Honestly, I'm concerned the show doesn't feel enough like
Doctor Who anymore. People were comparing "Rosa" to
Star Trek or
Quantum Leap -- this one reminded me more of a
Primeval episode.
Chris Noth’s character was annoying, but I liked the rest of the character stuff. I like how outgoing this Doctor is, like seeing Jade on the phone in the hallway and asking if everything was okay. She’s the diametric opposite of her aloof predecessor. And it was lovely the way Graham, Ryan, and Yaz
chose to come with the Doctor. The bond they’ve formed is really nice.
Was kinda hoping the Doctor would be a little more put off by the spiders considering they're one of the odd, motley crew who have killed one of her iterations in the past.
Well, technically it wasn't the Metebelis III spiders that killed the Doctor, it was the radiation the Doctor exposed himself to in order to return the blue crystal he'd stolen. If anything, Three attributed his death to his own hubris in stealing the crystal. It was the price he had to pay to make amends. So I don't see the incident imbuing the Doctor with any lasting arachnophobia. Radiation phobia, perhaps, especially after it killed Ten too.
Yeah, I have to say that did bother me. I actually wished that they'd made a bigger point of not-Trump actively not heaving it be a mercy killing.
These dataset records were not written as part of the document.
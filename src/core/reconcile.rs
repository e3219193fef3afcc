//! # Reconciler: diff two program sets into the minimal set of operations.
//!
//! On load and on reload the supervisor asks this module what changed. The
//! answer is a pure classification; applying it (spawning, stopping,
//! retiring records) stays in the supervisor loop.
//!
//! ## Classification
//! ```text
//! name only in new      → added
//! name only in current  → removed
//! name in both:
//!   fingerprints differ → respawn   (the child image changed)
//!   specs differ        → updated   (monitoring fields / numprocs only)
//!   specs equal         → unchanged
//! ```
//!
//! ## Rules
//! - The fingerprint alone decides respawn; individual field diffing is
//!   deliberately not done (keep the fingerprint definition in lockstep
//!   with the launcher's spawn contract).
//! - Reloading an identical configuration classifies everything as
//!   `unchanged`, which the supervisor turns into zero process churn.
//! - Replica-count deltas are not a class of their own: the supervisor
//!   resizes every surviving program to its new `numprocs` after applying
//!   the classification.

use std::collections::BTreeMap;

use crate::config::ProgramSpec;

/// Result of diffing the current program set against a new one.
#[derive(Debug, Default, PartialEq, Eq)]
pub struct ReconcilePlan {
    /// Programs that exist only in the new set.
    pub added: Vec<String>,
    /// Programs that exist only in the current set.
    pub removed: Vec<String>,
    /// Common programs whose process image changed: every live worker must
    /// be respawned under the new specification.
    pub respawn: Vec<String>,
    /// Common programs whose monitoring fields (or replica count) changed:
    /// the specification is swapped in place, running workers untouched.
    pub updated: Vec<String>,
    /// Common programs with identical specifications.
    pub unchanged: Vec<String>,
}

impl ReconcilePlan {
    /// One-line summary for the REPL and the reload log.
    pub fn summary(&self) -> String {
        format!(
            "{} added, {} removed, {} respawned, {} updated, {} unchanged",
            self.added.len(),
            self.removed.len(),
            self.respawn.len(),
            self.updated.len(),
            self.unchanged.len()
        )
    }

    /// True when applying the plan cannot touch any process.
    pub fn is_quiet(&self) -> bool {
        self.added.is_empty() && self.removed.is_empty() && self.respawn.is_empty()
    }
}

/// Classifies every program of `current` and `next`.
///
/// Names come back sorted (inputs are ordered maps), which keeps reload
/// output and event order deterministic.
pub fn diff(
    current: &BTreeMap<String, ProgramSpec>,
    next: &BTreeMap<String, ProgramSpec>,
) -> ReconcilePlan {
    let mut plan = ReconcilePlan::default();

    for name in current.keys() {
        if !next.contains_key(name) {
            plan.removed.push(name.clone());
        }
    }

    for (name, new_spec) in next {
        match current.get(name) {
            None => plan.added.push(name.clone()),
            Some(old_spec) => {
                if old_spec.fingerprint() != new_spec.fingerprint() {
                    plan.respawn.push(name.clone());
                } else if old_spec != new_spec {
                    plan.updated.push(name.clone());
                } else {
                    plan.unchanged.push(name.clone());
                }
            }
        }
    }

    plan
}

#[cfg(test)]
mod tests {
    use std::collections::{BTreeMap, BTreeSet};
    use std::time::Duration;

    use nix::sys::signal::Signal;

    use crate::config::Sink;
    use crate::policies::RestartPolicy;

    use super::*;

    fn spec(name: &str, command: &str) -> ProgramSpec {
        ProgramSpec {
            name: name.into(),
            command: command.split_whitespace().map(str::to_string).collect(),
            numprocs: 1,
            autostart: true,
            autorestart: RestartPolicy::Unexpected,
            exitcodes: BTreeSet::from([0]),
            starttime: Duration::from_secs(1),
            startretries: 3,
            stoptime: Duration::from_secs(10),
            stopsignal: Signal::SIGTERM,
            workingdir: None,
            umask: None,
            env: BTreeMap::new(),
            user: None,
            stdout: Sink::Discard,
            stderr: Sink::Discard,
        }
    }

    fn set(specs: Vec<ProgramSpec>) -> BTreeMap<String, ProgramSpec> {
        specs.into_iter().map(|s| (s.name.clone(), s)).collect()
    }

    #[test]
    fn identical_sets_are_fully_unchanged() {
        let current = set(vec![spec("a", "/bin/sleep 1"), spec("b", "/bin/sleep 2")]);
        let plan = diff(&current, &current.clone());
        assert_eq!(plan.unchanged, vec!["a", "b"]);
        assert!(plan.is_quiet());
        assert!(plan.added.is_empty());
        assert!(plan.removed.is_empty());
        assert!(plan.respawn.is_empty());
        assert!(plan.updated.is_empty());
    }

    #[test]
    fn added_and_removed_are_symmetric() {
        let current = set(vec![spec("old", "/bin/sleep 1")]);
        let next = set(vec![spec("new", "/bin/sleep 1")]);
        let plan = diff(&current, &next);
        assert_eq!(plan.added, vec!["new"]);
        assert_eq!(plan.removed, vec!["old"]);
        assert!(!plan.is_quiet());
    }

    #[test]
    fn first_load_is_all_added() {
        let next = set(vec![spec("a", "/bin/sleep 1")]);
        let plan = diff(&BTreeMap::new(), &next);
        assert_eq!(plan.added, vec!["a"]);
    }

    #[test]
    fn image_change_requires_respawn() {
        let current = set(vec![spec("a", "/bin/sleep 1"), spec("b", "/bin/sleep 2")]);
        let mut next = current.clone();
        next.get_mut("a").unwrap().command = vec!["/bin/sleep".into(), "99".into()];

        let plan = diff(&current, &next);
        assert_eq!(plan.respawn, vec!["a"]);
        assert_eq!(plan.unchanged, vec!["b"]);
    }

    #[test]
    fn monitoring_change_updates_in_place() {
        let current = set(vec![spec("a", "/bin/sleep 1"), spec("b", "/bin/sleep 2")]);
        let mut next = current.clone();
        {
            let a = next.get_mut("a").unwrap();
            a.autorestart = RestartPolicy::Always;
            a.startretries = 9;
            a.starttime = Duration::from_secs(3);
            a.stoptime = Duration::from_secs(1);
            a.exitcodes = BTreeSet::from([0, 1]);
        }

        let plan = diff(&current, &next);
        assert_eq!(plan.updated, vec!["a"]);
        assert_eq!(plan.unchanged, vec!["b"]);
        // Monitoring-only edits never force a despawn, in or outside the
        // edited subset.
        assert!(plan.is_quiet());
    }

    #[test]
    fn numprocs_change_is_an_update_not_a_respawn() {
        let current = set(vec![spec("a", "/bin/sleep 1")]);
        let mut next = current.clone();
        next.get_mut("a").unwrap().numprocs = 4;

        let plan = diff(&current, &next);
        assert_eq!(plan.updated, vec!["a"]);
        assert!(plan.respawn.is_empty());
    }
}
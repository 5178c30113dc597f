//! The window store: every transaction currently inside the window.
//!
//! Entries are keyed by an admission sequence number, so two transactions with
//! the same amount and timestamp are still two entries. All primitive
//! operations are individually safe under concurrent use without an outer lock.

use crate::engine::transaction::Transaction;
use dashmap::DashMap;
use std::sync::atomic::{AtomicU64, Ordering};

/// Handle to a single stored entry, returned on insert.
#[derive(Debug, Clone, Copy, PartialEq, Eq, Hash)]
pub struct EntryId(u64);

/// Unordered concurrent collection of in-window transactions.
#[derive(Debug, Default)]
pub struct WindowStore {
    entries: DashMap<u64, Transaction>,
    next_id: AtomicU64,
}

impl WindowStore {
    pub fn new() -> Self {
        Self::default()
    }

    /// Add a transaction to the store.
    pub fn insert(&self, tx: Transaction) -> EntryId {
        let id = self.next_id.fetch_add(1, Ordering::Relaxed);
        self.entries.insert(id, tx);
        EntryId(id)
    }

    /// Withdraw a previously inserted entry.
    pub fn remove(&self, id: EntryId) -> Option<Transaction> {
        self.entries.remove(&id.0).map(|(_, tx)| tx)
    }

    /// Remove every entry older than `cutoff_ms`, returning how many were dropped.
    pub fn sweep_older_than(&self, cutoff_ms: i64) -> usize {
        let mut evicted = 0;
        self.entries.retain(|_, tx| {
            let keep = tx.timestamp >= cutoff_ms;
            if !keep {
                evicted += 1;
            }
            keep
        });
        evicted
    }

    /// Copy out the amounts currently held.
    pub fn amounts(&self) -> Vec<f64> {
        self.entries.iter().map(|entry| entry.value().amount).collect()
    }

    pub fn is_empty(&self) -> bool {
        self.entries.is_empty()
    }

    pub fn len(&self) -> usize {
        self.entries.len()
    }
}
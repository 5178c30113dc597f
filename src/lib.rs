//! Transaction Statistics - sliding-window aggregates over a transaction stream.
//!
//! This library answers "what are the count, sum, average, min and max of all
//! transactions in the last 60 seconds?" without touching the transaction
//! history on the read path.
//!
//! # Guarantees
//!
//! - **Bounded window**: only transactions no older than the window are stored
//! - **No future entries**: transactions dated after "now" are never admitted
//! - **Consistent reads**: statistics are published as a whole, never torn
//! - **Idle drain**: a background ticker evicts expired entries with no traffic
//!
//! # Architecture
//!
//! ```text
//! ┌─────────────────────────────────────────────────────────────┐
//! │                   Transaction Statistics                     │
//! ├─────────────────────────────────────────────────────────────┤
//! │  ┌─────────────┐   ┌─────────────┐   ┌─────────────┐       │
//! │  │   record    │──▶│   Window    │──▶│  Aggregate  │       │
//! │  │ (admission) │   │    Store    │   │  (publish)  │       │
//! │  └─────────────┘   └─────────────┘   └─────────────┘       │
//! │                           ▲                 │              │
//! │                           │                 ▼              │
//! │  ┌─────────────┐          │          ┌─────────────┐       │
//! │  │  Eviction   │──────────┘          │    query    │       │
//! │  │   Ticker    │                     │   (O(1))    │       │
//! │  └─────────────┘                     └─────────────┘       │
//! └─────────────────────────────────────────────────────────────┘
//! ```
//!
//! # Example
//!
//! ```
//! use transaction_statistics::{StatisticsEngine, Transaction, WindowConfig};
//!
//! let engine = StatisticsEngine::new(&WindowConfig::default());
//! let now = chrono::Utc::now().timestamp_millis();
//!
//! assert!(engine.record(Transaction::new(12.5, now).unwrap()));
//! assert_eq!(engine.query().map(|stats| stats.count), Some(1));
//! ```

pub mod config;
pub mod engine;
pub mod logging;
pub mod ticker;

#[cfg(feature = "server")]
pub mod server;

// Re-export key types at crate root for convenience
pub use config::{Config, ConfigError, ServerSettings, WindowConfig};
pub use engine::{
    AdmissionError, Aggregate, Clock, ManualClock, RecomputeOutcome, SharedEngine, StatisticsEngine,
    SystemClock, Transaction, TransactionRequest,
};
pub use ticker::spawn_eviction_ticker;

/// Library version.
pub const VERSION: &str = env!("CARGO_PKG_VERSION");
Their plan did rather seem to be "let them suffocate to death." And I thought the scientist saying they deserved a natural death of forcing them into a tiny room and starving them to death was odd.
No, Jade's intent was to confine them in the panic room until steps could be taken to end their lives humanely, presumably using whatever euthanasia drugs or chemicals they use at her institute. The reason the Doctor objected to Robertson shooting the mother spider was because it was a slow, painful death rather than a humane, peaceful one. Also she just objects to gratuitous cruelty to the helpless.